There are 9 comments

  1. HAahah yah u should of said great food at bibo!!! ahahahah lol maybe they woulda caught that. they left the chalk out?? lol

  2. The editor of this site is clearly a tiny person. I have recently read your review of Bibo as well in WE Magazine and your recent arrogant image of this always busy restaurant on 4th avenue. The question I have is what have you done in your career to make you such an expert and where is your restaurant? Did it win great awards?
    I have dined at Italian Trattoria many times and enjoyed it immensely. It is always packed. So,I guess you know more than Vancouver diners? Wow, Congrats. Love to know what you thought of the now closed Lumiere!!! Was it just to die for?

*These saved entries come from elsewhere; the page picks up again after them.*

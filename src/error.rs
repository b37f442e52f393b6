//! Typed errors and HTTP mapping.

use crate::pagination::PaginationError;
use axum::{
    http::StatusCode,
    response::{IntoResponse, Response},
    Json,
};
use serde::Serialize;
use thiserror::Error;

#[derive(Error, Debug)]
pub enum ConfigError {
    #[error("missing required setting: {0}")]
    Missing(&'static str),
    #[error("invalid value for {key}: '{value}'")]
    Invalid { key: &'static str, value: String },
}

#[derive(Error, Debug)]
pub enum AppError {
    #[error(transparent)]
    Config(#[from] ConfigError),
    #[error(transparent)]
    Pagination(#[from] PaginationError),
    #[error("{message}")]
    Validation { field: String, message: String },
    #[error("{resource} not found: {id}")]
    NotFound { resource: &'static str, id: String },
    #[error("{resource} conflict: {reason}")]
    Conflict { resource: &'static str, reason: String },
    #[error("service unavailable: {0}")]
    Unavailable(String),
    #[error("database: {0}")]
    Db(sqlx::Error),
    #[error("migration: {0}")]
    Migrate(#[from] sqlx::migrate::MigrateError),
    #[error("bad request: {0}")]
    BadRequest(String),
}

impl AppError {
    pub fn validation(field: impl Into<String>, message: impl Into<String>) -> Self {
        AppError::Validation {
            field: field.into(),
            message: message.into(),
        }
    }

    pub fn not_found(resource: &'static str, id: impl Into<String>) -> Self {
        AppError::NotFound {
            resource,
            id: id.into(),
        }
    }

    pub fn status(&self) -> StatusCode {
        match self {
            AppError::Config(_) | AppError::Migrate(_) | AppError::Db(_) => StatusCode::INTERNAL_SERVER_ERROR,
            AppError::Pagination(_) | AppError::Validation { .. } | AppError::BadRequest(_) => StatusCode::BAD_REQUEST,
            AppError::NotFound { .. } => StatusCode::NOT_FOUND,
            AppError::Conflict { .. } => StatusCode::CONFLICT,
            AppError::Unavailable(_) => StatusCode::SERVICE_UNAVAILABLE,
        }
    }

    fn code(&self) -> &'static str {
        match self {
            AppError::Config(_) => "config_error",
            AppError::Migrate(_) => "migration_error",
            AppError::Db(_) => "database_error",
            AppError::Pagination(PaginationError::Validation(_)) => "invalid_pagination",
            AppError::Pagination(PaginationError::MalformedCursor(_)) => "invalid_cursor",
            AppError::Validation { .. } => "validation_error",
            AppError::BadRequest(_) => "bad_request",
            AppError::NotFound { .. } => "not_found",
            AppError::Conflict { .. } => "conflict",
            AppError::Unavailable(_) => "service_unavailable",
        }
    }

    fn param(&self) -> Option<String> {
        match self {
            AppError::Validation { field, .. } if !field.is_empty() => Some(field.clone()),
            _ => None,
        }
    }
}

/// Unique violations become conflicts and connection trouble becomes 503; the rest
/// stays a database error.
impl From<sqlx::Error> for AppError {
    fn from(e: sqlx::Error) -> Self {
        match e {
            sqlx::Error::Database(ref db) if db.is_unique_violation() => AppError::Conflict {
                resource: "product",
                reason: "already exists".into(),
            },
            sqlx::Error::Database(ref db) if db.is_foreign_key_violation() => AppError::Conflict {
                resource: "product",
                reason: "referenced resource does not exist".into(),
            },
            sqlx::Error::PoolTimedOut | sqlx::Error::PoolClosed | sqlx::Error::Io(_) => {
                AppError::Unavailable("database connection error".into())
            }
            other => AppError::Db(other),
        }
    }
}

#[derive(Serialize)]
pub struct ErrorBody {
    pub error: ErrorDetail,
}

#[derive(Serialize)]
pub struct ErrorDetail {
    #[serde(rename = "type")]
    pub kind: &'static str,
    pub code: String,
    pub message: String,
    #[serde(skip_serializing_if = "Option::is_none")]
    pub param: Option<String>,
}

impl IntoResponse for AppError {
    fn into_response(self) -> Response {
        let status = self.status();
        let (kind, message) = if status.is_server_error() {
            tracing::error!(error = %self, "request failed");
            ("api_error", "An internal error occurred".to_string())
        } else {
            ("invalid_request_error", self.to_string())
        };
        let body = ErrorBody {
            error: ErrorDetail {
                kind,
                code: self.code().to_string(),
                message,
                param: self.param(),
            },
        };
        (status, Json(body)).into_response()
    }
}
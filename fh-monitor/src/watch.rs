//! Hotplug watcher: periodic sysfs diff turned into add/remove events.

use std::collections::{HashMap, HashSet};
use std::path::PathBuf;
use std::time::Duration;

use tokio::sync::mpsc;
use tokio_util::sync::CancellationToken;
use tracing::{debug, info, warn};

use crate::{sysfs, DeviceInfo, DeviceRegistry};

const EVENT_CHANNEL_CAPACITY: usize = 64;

#[derive(Debug, Clone)]
pub enum DeviceEvent {
    Added(DeviceInfo),
    Removed(DeviceInfo),
}

#[derive(Debug, Clone)]
pub struct MonitorConfig {
    /// Root of the USB bus tree. Injectable so tests run against a fixture.
    pub sysfs_root: PathBuf,
    pub poll_interval: Duration,
    /// Operator-provided correlation table: serial number or bus path to hub
    /// port. Applied when a matching device appears.
    pub port_map: HashMap<String, u8>,
}

impl Default for MonitorConfig {
    fn default() -> Self {
        Self {
            sysfs_root: PathBuf::from("/sys/bus/usb/devices"),
            poll_interval: Duration::from_millis(250),
            port_map: HashMap::new(),
        }
    }
}

/// Maintains the live device set and emits [`DeviceEvent`]s.
pub struct DeviceMonitor {
    config: MonitorConfig,
    registry: DeviceRegistry,
    cancel: CancellationToken,
}

impl DeviceMonitor {
    pub fn new(config: MonitorConfig, registry: DeviceRegistry, parent: &CancellationToken) -> Self {
        Self {
            config,
            registry,
            cancel: parent.child_token(),
        }
    }

    /// Start the watcher task and return the event stream. Devices already
    /// attached are enumerated first, each reported as an `Added` event; the
    /// enumeration runs on the watcher task, so `start` returns immediately
    /// no matter how many devices are present or how full the event channel
    /// gets. Events stop when [`stop`] is called or the parent token is
    /// cancelled; the known set is kept.
    ///
    /// [`stop`]: DeviceMonitor::stop
    pub fn start(&self) -> mpsc::Receiver<DeviceEvent> {
        let (tx, rx) = mpsc::channel(EVENT_CHANNEL_CAPACITY);
        tokio::spawn(watch_task(
            self.config.clone(),
            self.registry.clone(),
            self.cancel.clone(),
            tx,
        ));
        rx
    }

    pub fn stop(&self) {
        self.cancel.cancel();
    }
}

fn apply_port_map(port_map: &HashMap<String, u8>, device: &mut DeviceInfo) {
    let port = device
        .serial_number
        .as_deref()
        .and_then(|serial| port_map.get(serial))
        .or_else(|| port_map.get(&device.device_path));
    if let Some(&port) = port {
        device.port_number = Some(port);
    }
}

/// Send an event unless the monitor is shutting down. Returns false when the
/// receiver is gone or the token fired while the channel was full.
async fn emit(tx: &mpsc::Sender<DeviceEvent>, cancel: &CancellationToken, event: DeviceEvent) -> bool {
    tokio::select! {
        _ = cancel.cancelled() => false,
        sent = tx.send(event) => sent.is_ok(),
    }
}

async fn watch_task(
    config: MonitorConfig,
    registry: DeviceRegistry,
    cancel: CancellationToken,
    tx: mpsc::Sender<DeviceEvent>,
) {
    match sysfs::scan(&config.sysfs_root) {
        Ok(devices) => {
            for mut device in devices {
                apply_port_map(&config.port_map, &mut device);
                registry.insert(device.clone()).await;
                info!(
                    device_path = %device.device_path,
                    device_type = %device.device_type,
                    "found attached device"
                );
                if !emit(&tx, &cancel, DeviceEvent::Added(device)).await {
                    return;
                }
            }
        }
        Err(error) => {
            warn!(
                %error,
                root = %config.sysfs_root.display(),
                "initial usb enumeration failed"
            );
        }
    }

    loop {
        tokio::select! {
            _ = cancel.cancelled() => break,
            _ = tokio::time::sleep(config.poll_interval) => {}
        }

        let seen = match sysfs::scan(&config.sysfs_root) {
            Ok(devices) => devices,
            Err(error) => {
                warn!(%error, "usb enumeration failed, will retry");
                continue;
            }
        };
        let seen_paths: HashSet<&str> = seen.iter().map(|d| d.device_path.as_str()).collect();

        for known in registry.all().await {
            if !seen_paths.contains(known.device_path.as_str()) {
                if let Some(device) = registry.remove(&known.device_path).await {
                    info!(device_path = %device.device_path, "device disconnected");
                    if !emit(&tx, &cancel, DeviceEvent::Removed(device)).await {
                        return;
                    }
                }
            }
        }

        for mut device in seen {
            if !registry.contains(&device.device_path).await {
                apply_port_map(&config.port_map, &mut device);
                registry.insert(device.clone()).await;
                info!(
                    device_path = %device.device_path,
                    device_type = %device.device_type,
                    "device connected"
                );
                if !emit(&tx, &cancel, DeviceEvent::Added(device)).await {
                    return;
                }
            }
        }
    }

    debug!("device watcher stopped");
}
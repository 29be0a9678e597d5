//! Shared live-device registry.
//!
//! Written by the monitor's watcher task, read by in-flight workflows
//! (`wait_for_device`, port lookups). All access goes through one `RwLock` so
//! the hotplug task and the orchestration loop never race.

use std::collections::HashMap;
use std::sync::Arc;

use tokio::sync::RwLock;
use tracing::info;

use crate::DeviceInfo;

#[derive(Default)]
struct Inner {
    devices: HashMap<String, DeviceInfo>,
    ports: HashMap<u8, String>,
}

/// Cheap-to-clone handle to the live set of attached devices.
#[derive(Clone, Default)]
pub struct DeviceRegistry {
    inner: Arc<RwLock<Inner>>,
}

impl DeviceRegistry {
    pub fn new() -> Self {
        Self::default()
    }

    pub async fn insert(&self, device: DeviceInfo) {
        let mut inner = self.inner.write().await;
        if let Some(port) = device.port_number {
            inner.ports.insert(port, device.device_path.clone());
        }
        inner.devices.insert(device.device_path.clone(), device);
    }

    pub async fn remove(&self, device_path: &str) -> Option<DeviceInfo> {
        let mut inner = self.inner.write().await;
        let device = inner.devices.remove(device_path)?;
        if let Some(port) = device.port_number {
            inner.ports.remove(&port);
        }
        Some(device)
    }

    pub async fn contains(&self, device_path: &str) -> bool {
        self.inner.read().await.devices.contains_key(device_path)
    }

    pub async fn get(&self, device_path: &str) -> Option<DeviceInfo> {
        self.inner.read().await.devices.get(device_path).cloned()
    }

    pub async fn all(&self) -> Vec<DeviceInfo> {
        self.inner.read().await.devices.values().cloned().collect()
    }

    /// Associate an attached device with a physical hub port. Returns false
    /// if the path is not currently attached.
    pub async fn correlate(&self, device_path: &str, port: u8) -> bool {
        let mut inner = self.inner.write().await;
        match inner.devices.get_mut(device_path) {
            Some(device) => {
                device.port_number = Some(port);
                inner.ports.insert(port, device_path.to_owned());
                info!(device_path, port, "correlated device with hub port");
                true
            }
            None => false,
        }
    }

    pub async fn device_on_port(&self, port: u8) -> Option<DeviceInfo> {
        let inner = self.inner.read().await;
        let path = inner.ports.get(&port)?;
        inner.devices.get(path).cloned()
    }
}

    As you think you are such an expert on food and dining, how did you get such a developed pallate? Enquiring minds want to know!


  3. Alathea. Mickey Ds and Tim Hortons rarely have many empty seats. I suppose you like them as well. Places like them and Bibo and the Italian Kitchen may be fine for you, but some of us want a little more from our dining experiences. When we do we look to reviewers who have some cred. like Andrew.

    Keep rocking your double double and “Kobe” meatballs though, that way we won’t have you in front of us in the lineup at Nook.

  4. …. must… not … comment…

    …… but Alathea’s point… so very weak……

    ……… also misspelled “palate”….

  5. You missed the point.

    I don’t need opinions on where to dine from a closed mind. The past few I have read are mean spirited and edging into bitchy. So, I repeat…what makes you an expert?

    Nook looks great, I will give it a try thanks!


  6. Alathea, by no means am I an expert or an arbiter of what is good or bad. For what it’s worth, I grew up around food and among chefs and starting working in the restaurant business at 12 or 13, and continued to do so for some 20+ years in everything from diners and cafes to bistros and fine dining rooms. If I have any insight at all, it is measured from that life, working in and around restaurants. I also have a sincere affection for food and drink, as I assume you do as well. My advice to you – if I might offer it unsolicited – is that you don’t take food writing and restaurant reviews so seriously. It should not make an impact on your day. It is a form of entertainment that informs and advises, and that is all. If you don’t like my writing wherever you have the misfortune of finding it (or simply disagree with what I have to say), know that I am always trying to get better. If it’s a moot point with you and I am to be forever damned in your eyes, there are many other publications that are more than worthy of your attention. Mia Stainsby does a fine job in the Sun; ditto Alexandra Gill in the Globe & Mail. I should also draw your attention to the whole food section at the Georgia Straight, which has improved ten fold in the past few years. I thank you for reading just the same, and hope not to disappoint in the future.

  7. I on the other hand think the article was well written, interesting and was accurate in its depiction of the history of Italian joints in Vancouver. As a city we went from 0 to 100 in about 5 short years. Maybe we aren’t quite as well served as Seattle but at least we can finish on the same lap.

    I think Andrew does a really good job of balancing the editorial with the advertising on this site. It must be hard to write reviews in the local rag and then try to sell advertising on this site.

  8. Thank you David.

    Michelle most often points those who would reflect well on our brand (who have expressed interest in advertising) to the ad section where they can pick and choose based on what’s already booked. The ads are cheap, and if our brand fits with an advertiser’s, perfect. They’re designed to sell themselves. For my part, I do my best to just write and stay out of the way (I’d make a bad salesman).